Problem statement
The word "pass" marks the lines to copy; find all of them in the entries below.

-- Provided records follows --

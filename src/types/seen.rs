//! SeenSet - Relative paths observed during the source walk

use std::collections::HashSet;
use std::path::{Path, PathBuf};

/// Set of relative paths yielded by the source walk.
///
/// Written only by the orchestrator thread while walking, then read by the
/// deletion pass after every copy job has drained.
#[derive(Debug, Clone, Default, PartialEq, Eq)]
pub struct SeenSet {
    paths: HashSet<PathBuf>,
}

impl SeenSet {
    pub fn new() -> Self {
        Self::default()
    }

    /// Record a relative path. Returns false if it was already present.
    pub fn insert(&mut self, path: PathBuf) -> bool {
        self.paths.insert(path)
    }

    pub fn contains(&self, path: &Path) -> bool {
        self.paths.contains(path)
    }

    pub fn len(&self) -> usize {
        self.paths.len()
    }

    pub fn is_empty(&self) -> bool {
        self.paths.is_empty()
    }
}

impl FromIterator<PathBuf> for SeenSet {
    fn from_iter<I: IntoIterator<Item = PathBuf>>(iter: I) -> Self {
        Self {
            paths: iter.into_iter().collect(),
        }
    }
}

-- Provided records concluded --
-- Provided records follows --

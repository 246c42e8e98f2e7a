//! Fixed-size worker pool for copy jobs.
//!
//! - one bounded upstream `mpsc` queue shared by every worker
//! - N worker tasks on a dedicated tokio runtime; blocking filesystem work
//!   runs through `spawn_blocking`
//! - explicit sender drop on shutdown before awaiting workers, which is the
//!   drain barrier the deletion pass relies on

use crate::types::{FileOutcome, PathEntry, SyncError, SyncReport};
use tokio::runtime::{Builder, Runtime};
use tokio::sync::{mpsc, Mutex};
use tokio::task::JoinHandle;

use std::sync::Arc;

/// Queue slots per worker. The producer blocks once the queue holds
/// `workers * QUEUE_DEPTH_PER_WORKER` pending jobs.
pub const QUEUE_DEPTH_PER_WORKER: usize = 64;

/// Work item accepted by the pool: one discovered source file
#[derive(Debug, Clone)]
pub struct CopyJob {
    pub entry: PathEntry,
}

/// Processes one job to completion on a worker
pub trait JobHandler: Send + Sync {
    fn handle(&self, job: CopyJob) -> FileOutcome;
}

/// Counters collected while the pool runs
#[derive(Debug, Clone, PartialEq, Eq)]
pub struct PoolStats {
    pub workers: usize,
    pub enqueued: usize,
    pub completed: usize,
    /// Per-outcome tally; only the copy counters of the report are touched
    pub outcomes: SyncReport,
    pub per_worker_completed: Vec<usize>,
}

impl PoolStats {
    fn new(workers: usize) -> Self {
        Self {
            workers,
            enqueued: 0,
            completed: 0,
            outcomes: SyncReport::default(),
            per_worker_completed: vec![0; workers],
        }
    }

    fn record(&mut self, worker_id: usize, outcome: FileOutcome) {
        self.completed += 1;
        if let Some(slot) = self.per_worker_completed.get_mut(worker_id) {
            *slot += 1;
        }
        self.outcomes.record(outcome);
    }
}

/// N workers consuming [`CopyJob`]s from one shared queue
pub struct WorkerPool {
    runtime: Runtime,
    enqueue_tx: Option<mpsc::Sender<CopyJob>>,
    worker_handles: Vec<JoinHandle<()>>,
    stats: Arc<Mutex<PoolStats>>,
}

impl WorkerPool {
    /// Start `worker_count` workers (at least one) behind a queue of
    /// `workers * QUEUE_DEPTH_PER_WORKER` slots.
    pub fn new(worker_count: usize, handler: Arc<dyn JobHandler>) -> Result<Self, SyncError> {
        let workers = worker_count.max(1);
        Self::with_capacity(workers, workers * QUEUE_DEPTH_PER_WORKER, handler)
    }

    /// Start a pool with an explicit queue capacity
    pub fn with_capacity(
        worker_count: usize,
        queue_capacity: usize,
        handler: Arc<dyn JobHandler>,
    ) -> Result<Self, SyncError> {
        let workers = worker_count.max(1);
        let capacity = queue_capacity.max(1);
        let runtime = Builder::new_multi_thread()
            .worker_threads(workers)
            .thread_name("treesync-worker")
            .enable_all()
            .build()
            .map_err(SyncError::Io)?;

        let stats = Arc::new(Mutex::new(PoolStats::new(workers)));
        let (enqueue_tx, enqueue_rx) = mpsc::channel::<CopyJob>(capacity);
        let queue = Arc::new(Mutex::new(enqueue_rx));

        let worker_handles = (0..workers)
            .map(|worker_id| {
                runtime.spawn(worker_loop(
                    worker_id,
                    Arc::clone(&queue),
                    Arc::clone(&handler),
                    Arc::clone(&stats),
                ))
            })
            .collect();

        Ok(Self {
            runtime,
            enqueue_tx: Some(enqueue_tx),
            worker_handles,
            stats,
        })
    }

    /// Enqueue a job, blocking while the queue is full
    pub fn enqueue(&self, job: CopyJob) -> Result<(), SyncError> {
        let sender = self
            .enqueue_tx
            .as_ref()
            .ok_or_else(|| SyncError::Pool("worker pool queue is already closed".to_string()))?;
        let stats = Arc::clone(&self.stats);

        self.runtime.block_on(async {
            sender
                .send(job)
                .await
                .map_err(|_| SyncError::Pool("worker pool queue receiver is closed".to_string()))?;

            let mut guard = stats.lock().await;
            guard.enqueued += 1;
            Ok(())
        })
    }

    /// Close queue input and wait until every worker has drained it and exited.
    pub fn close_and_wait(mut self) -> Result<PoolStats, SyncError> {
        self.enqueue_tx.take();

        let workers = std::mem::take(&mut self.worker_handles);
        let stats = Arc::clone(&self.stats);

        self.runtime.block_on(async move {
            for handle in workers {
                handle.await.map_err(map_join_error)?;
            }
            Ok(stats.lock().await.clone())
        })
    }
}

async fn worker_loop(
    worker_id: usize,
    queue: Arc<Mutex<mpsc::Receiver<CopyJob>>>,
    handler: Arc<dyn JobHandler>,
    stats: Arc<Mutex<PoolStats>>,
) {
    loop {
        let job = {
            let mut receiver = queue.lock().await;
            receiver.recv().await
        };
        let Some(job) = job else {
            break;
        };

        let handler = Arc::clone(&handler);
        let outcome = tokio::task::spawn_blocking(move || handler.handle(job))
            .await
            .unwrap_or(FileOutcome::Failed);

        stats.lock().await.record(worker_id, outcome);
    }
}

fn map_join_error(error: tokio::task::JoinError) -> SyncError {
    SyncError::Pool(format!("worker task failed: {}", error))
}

-- Provided records concluded --

Answer to the exercise
/// deletion pass after every copy job has drained.
//!   drain barrier the deletion pass relies on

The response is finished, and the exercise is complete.